Smashing the Corporate Robber Baron Centralized Power System with Individual Power Systems.

Feel free to vote in the poll there.

Have a nice day.

 

Ghost Dog

(16,881 posts)
3. Nice read, thanks, but misses the point. Briefly,
Thu Apr 7, 2016, 04:26 PM
Apr 2016

It is the consumptive imperative growth-paradigm of contemporary capitalism as it operates in practice in most of the world today, and from which stems excessive energy demand, that is the overarching problem to be solved.
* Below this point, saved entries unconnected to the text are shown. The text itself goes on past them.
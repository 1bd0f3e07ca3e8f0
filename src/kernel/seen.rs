use std::collections::{HashSet, VecDeque};

use serde::{Deserialize, Serialize};

/// Bounded set of message ids. Oldest ids are evicted first once `cap` is reached.
#[derive(Debug, Clone, Serialize, Deserialize)]
#[serde(from = "SeenRepr", into = "SeenRepr")]
pub struct SeenSet {
    cap: usize,
    order: VecDeque<String>,
    members: HashSet<String>,
}

impl SeenSet {
    pub fn new(cap: usize) -> Self {
        Self {
            cap: cap.max(1),
            order: VecDeque::new(),
            members: HashSet::new(),
        }
    }

    /// Returns true if the id was not present before.
    pub fn insert(&mut self, id: &str) -> bool {
        if self.members.contains(id) {
            return false;
        }
        while self.order.len() >= self.cap {
            if let Some(old) = self.order.pop_front() {
                self.members.remove(&old);
            }
        }
        self.order.push_back(id.to_string());
        self.members.insert(id.to_string());
        true
    }

    pub fn contains(&self, id: &str) -> bool {
        self.members.contains(id)
    }

    pub fn len(&self) -> usize {
        self.order.len()
    }

    pub fn is_empty(&self) -> bool {
        self.order.is_empty()
    }

    /// Shrinks (or grows) the bound, evicting oldest entries as needed.
    pub fn set_cap(&mut self, cap: usize) {
        self.cap = cap.max(1);
        while self.order.len() > self.cap {
            if let Some(old) = self.order.pop_front() {
                self.members.remove(&old);
            }
        }
    }
}

// On disk the set is just the ordered id list.
#[derive(Serialize, Deserialize)]
struct SeenRepr {
    cap: usize,
    ids: Vec<String>,
}

impl From<SeenRepr> for SeenSet {
    fn from(repr: SeenRepr) -> Self {
        let mut set = SeenSet::new(repr.cap);
        for id in &repr.ids {
            set.insert(id);
        }
        set
    }
}

impl From<SeenSet> for SeenRepr {
    fn from(set: SeenSet) -> Self {
        SeenRepr {
            cap: set.cap,
            ids: set.order.into_iter().collect(),
        }
    }
}
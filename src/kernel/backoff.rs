use std::cmp;
use std::time::Duration;

/// Exponential reconnect delay: floor, 2x floor, 4x floor ... capped at ceiling.
#[derive(Debug, Clone)]
pub struct Backoff {
    floor: Duration,
    ceiling: Duration,
    current: Duration,
}

impl Backoff {
    pub fn new(floor: Duration, ceiling: Duration) -> Self {
        let ceiling = cmp::max(floor, ceiling);
        Self {
            floor,
            ceiling,
            current: floor,
        }
    }

    /// Delay to wait before the next attempt; doubles the one after it.
    pub fn next_delay(&mut self) -> Duration {
        let delay = self.current;
        self.current = cmp::min(self.current.saturating_mul(2), self.ceiling);
        delay
    }

    pub fn reset(&mut self) {
        self.current = self.floor;
    }
}

/// Closed form of the sequence: the delay after `prior` earlier consecutive failures.
pub fn delay_after(prior: u32, floor: Duration, ceiling: Duration) -> Duration {
    let factor = 2u32.checked_pow(prior).unwrap_or(u32::MAX);
    cmp::min(floor.saturating_mul(factor), cmp::max(floor, ceiling))
}
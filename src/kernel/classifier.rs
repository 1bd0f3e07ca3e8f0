use chrono::{DateTime, Utc};
use uuid::Uuid;

use super::event::{FeedFrame, HTTP_ACTION};
use super::notification::{Action, Notification, NotificationKind, DEFAULT_PRIORITY};
use crate::error::FeedError;

/// Precedence order, first match wins. Each kind pairs its producer tag with
/// the lowercase title fragments used when no tag is present.
const RULES: [(NotificationKind, &str, &[&str]); 5] = [
    (NotificationKind::Permission, "lock", &["permission"]),
    (NotificationKind::Choice, "point_right", &["choice", "choose", "select"]),
    (NotificationKind::Approve, "question", &["approv"]),
    (NotificationKind::Done, "white_check_mark", &["done", "complete", "finished"]),
    (NotificationKind::Decision, "warning", &["decision"]),
];

pub fn parse_frame(text: &str) -> Result<FeedFrame, FeedError> {
    Ok(serde_json::from_str(text)?)
}

/// Classifies using the current wall clock for any missing id or time.
pub fn classify(frame: &FeedFrame) -> Notification {
    classify_at(frame, Utc::now())
}

/// Pure classification: `now` only fills in an absent id or origin time.
pub fn classify_at(frame: &FeedFrame, now: DateTime<Utc>) -> Notification {
    let title = frame.title.clone().unwrap_or_default();
    let kind = kind_of(&frame.tags, &title);

    let actions: Vec<Action> = frame
        .actions
        .iter()
        .filter(|a| a.kind == HTTP_ACTION)
        .map(|a| Action {
            label: a.label.clone(),
            response_body: a.body.clone().unwrap_or_default(),
        })
        .collect();

    let correlation = actions
        .first()
        .and_then(|a| correlation_id(&a.response_body));

    let id = match frame.id.as_deref() {
        Some(id) if !id.is_empty() => id.to_string(),
        _ => local_id(now),
    };

    Notification::new(
        id,
        kind,
        title,
        frame.message.clone().unwrap_or_default(),
        frame.time.unwrap_or_else(|| now.timestamp()),
        frame.priority.unwrap_or(DEFAULT_PRIORITY),
        actions,
        correlation,
    )
}

fn kind_of(tags: &[String], title: &str) -> NotificationKind {
    for (kind, tag, _) in RULES.iter() {
        if tags.iter().any(|t| t == tag) {
            return *kind;
        }
    }
    let title = title.to_lowercase();
    for (kind, _, words) in RULES.iter() {
        if words.iter().any(|w| title.contains(*w)) {
            return *kind;
        }
    }
    NotificationKind::Decision
}

/// `"OK_1700000000"` -> `"1700000000"`. The suffix after the last underscore
/// must be all digits.
pub fn correlation_id(body: &str) -> Option<String> {
    let (_, suffix) = body.rsplit_once('_')?;
    if suffix.is_empty() || !suffix.bytes().all(|b| b.is_ascii_digit()) {
        return None;
    }
    Some(suffix.to_string())
}

fn local_id(now: DateTime<Utc>) -> String {
    format!("local-{}-{}", now.timestamp_millis(), &Uuid::new_v4().simple().to_string()[..8])
}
As an anarcho-environmental-socialist, if you will, I would not necessarily dismiss the use of nuclear fission or fusion electrical energy generation, whatever the degree of central- or decentralisation (mini-generators could be of interest), as part of a system of intelligently-designed, regulated and operated economies.

My point is that everything depends on this re-design and succesful implementation of new kinds of society.
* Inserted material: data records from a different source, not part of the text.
use serde::{Deserialize, Serialize};

/// What the producer is asking of the human.
#[derive(Debug, Clone, Copy, PartialEq, Eq, Hash, Serialize, Deserialize)]
#[serde(rename_all = "snake_case")]
pub enum NotificationKind {
    /// Work finished, nothing to answer.
    Done,
    /// Advisory; the human decides out of band.
    Decision,
    /// Yes/no approval of a proposed step.
    Approve,
    /// A tool or operation needs explicit permission.
    Permission,
    /// Pick one of several lettered options.
    Choice,
}

impl NotificationKind {
    pub fn as_str(&self) -> &'static str {
        match self {
            NotificationKind::Done => "done",
            NotificationKind::Decision => "decision",
            NotificationKind::Approve => "approve",
            NotificationKind::Permission => "permission",
            NotificationKind::Choice => "choice",
        }
    }
}

impl std::fmt::Display for NotificationKind {
    fn fmt(&self, f: &mut std::fmt::Formatter<'_>) -> std::fmt::Result {
        f.write_str(self.as_str())
    }
}

/// One button offered to the human. `response_body` is posted verbatim to the reply topic.
#[derive(Debug, Clone, PartialEq, Eq, Serialize, Deserialize)]
pub struct Action {
    pub label: String,
    pub response_body: String,
}

/// Outcome of publishing the answer. `answered` alone cannot tell these apart.
#[derive(Debug, Clone, Copy, PartialEq, Eq, Serialize, Deserialize)]
#[serde(rename_all = "snake_case")]
pub enum Delivery {
    Delivered,
    Failed,
}

/// A classified feed message awaiting (or holding) the human's answer.
///
/// Everything except the answer fields is fixed at classification time. The
/// answer fields move from unanswered to answered once and never back.
#[derive(Debug, Clone, PartialEq, Serialize, Deserialize)]
pub struct Notification {
    pub id: String,
    #[serde(rename = "type")]
    pub kind: NotificationKind,
    pub title: String,
    pub message: String,
    /// Epoch seconds.
    pub time: i64,
    pub priority: u8,
    pub actions: Vec<Action>,
    pub correlation_id: Option<String>,
    answered: bool,
    answered_with: Option<String>,
    #[serde(default)]
    delivery: Option<Delivery>,
}

pub const DEFAULT_PRIORITY: u8 = 3;

impl Notification {
    #[allow(clippy::too_many_arguments)]
    pub fn new(
        id: String,
        kind: NotificationKind,
        title: String,
        message: String,
        time: i64,
        priority: u8,
        actions: Vec<Action>,
        correlation_id: Option<String>,
    ) -> Self {
        Self {
            id,
            kind,
            title,
            message,
            time,
            priority,
            actions,
            correlation_id,
            answered: false,
            answered_with: None,
            delivery: None,
        }
    }

    pub fn answered(&self) -> bool {
        self.answered
    }

    pub fn answered_with(&self) -> Option<&str> {
        self.answered_with.as_deref()
    }

    pub fn delivery(&self) -> Option<Delivery> {
        self.delivery
    }

    pub fn is_actionable(&self) -> bool {
        !self.actions.is_empty()
    }

    /// Records the answer. Returns false (and changes nothing) if already answered.
    pub fn mark_answered(&mut self, body: &str, delivery: Delivery) -> bool {
        if self.answered {
            return false;
        }
        self.answered = true;
        self.answered_with = Some(body.to_string());
        self.delivery = Some(delivery);
        true
    }
}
But you say you do not care, ...

I don't care what social system builds nuclear power plants, so long as they are built
.

... apparantly assuming a priori that business-as-usual must persist, ...

My advocacy of nuclear power is about the crisis in climate change on a world that now holds six and one half billion people, many of whom who have no access to decent living conditions.


... in societies which provide for far from decent living conditions for too many.

Where you mention a preference for integrated public trsnsport systems, however, you do imply some social change.

Greetings.

NNadir

(33,365 posts)
4. I have written at length about the lack of decent living conditions for the bulk...
Fri Apr 8, 2016, 06:54 AM
Apr 2016

...of humanity elsewhere:

Current World Energy Demand, Ethical World Energy Demand, Depleted Uranium and the Centuries to Come

In it, I criticized, in connection with the dangerous and ignorant fool Amory Lovins...

...myopic bourgeois provincialism...


As for "redesigning society" well, leave me out of that one. I would ask those who propose such "redesign" who will do such designing, and then how said design would compare with the other seven billion redesigns possible from the other seven billion human beings.

The world has had some very bitter experience with pseudointellectual top down redesigns of society, cf, Stalin, Mao, Hitler, Pol Pot, Kim Jung-Un, etc. At a gut level, these kinds of specious solutions are a kind of arrogance.

Stalin - often praised as a genius in his life time, which probably ended with his urine soaked body being smothered by Beria, Beria's one act of decency in a depraved life - often spoke to his forced admirers of his grand success at redesigning society. I, for one, am not impressed.

Decentralization is a very, very, very, very, very bad idea, at least where energy and the environment is concerned, since by nature, distributed energy is distributed waste ultimately. This is a technical fact, and has nothing to do with culture or socioeconomic ideology.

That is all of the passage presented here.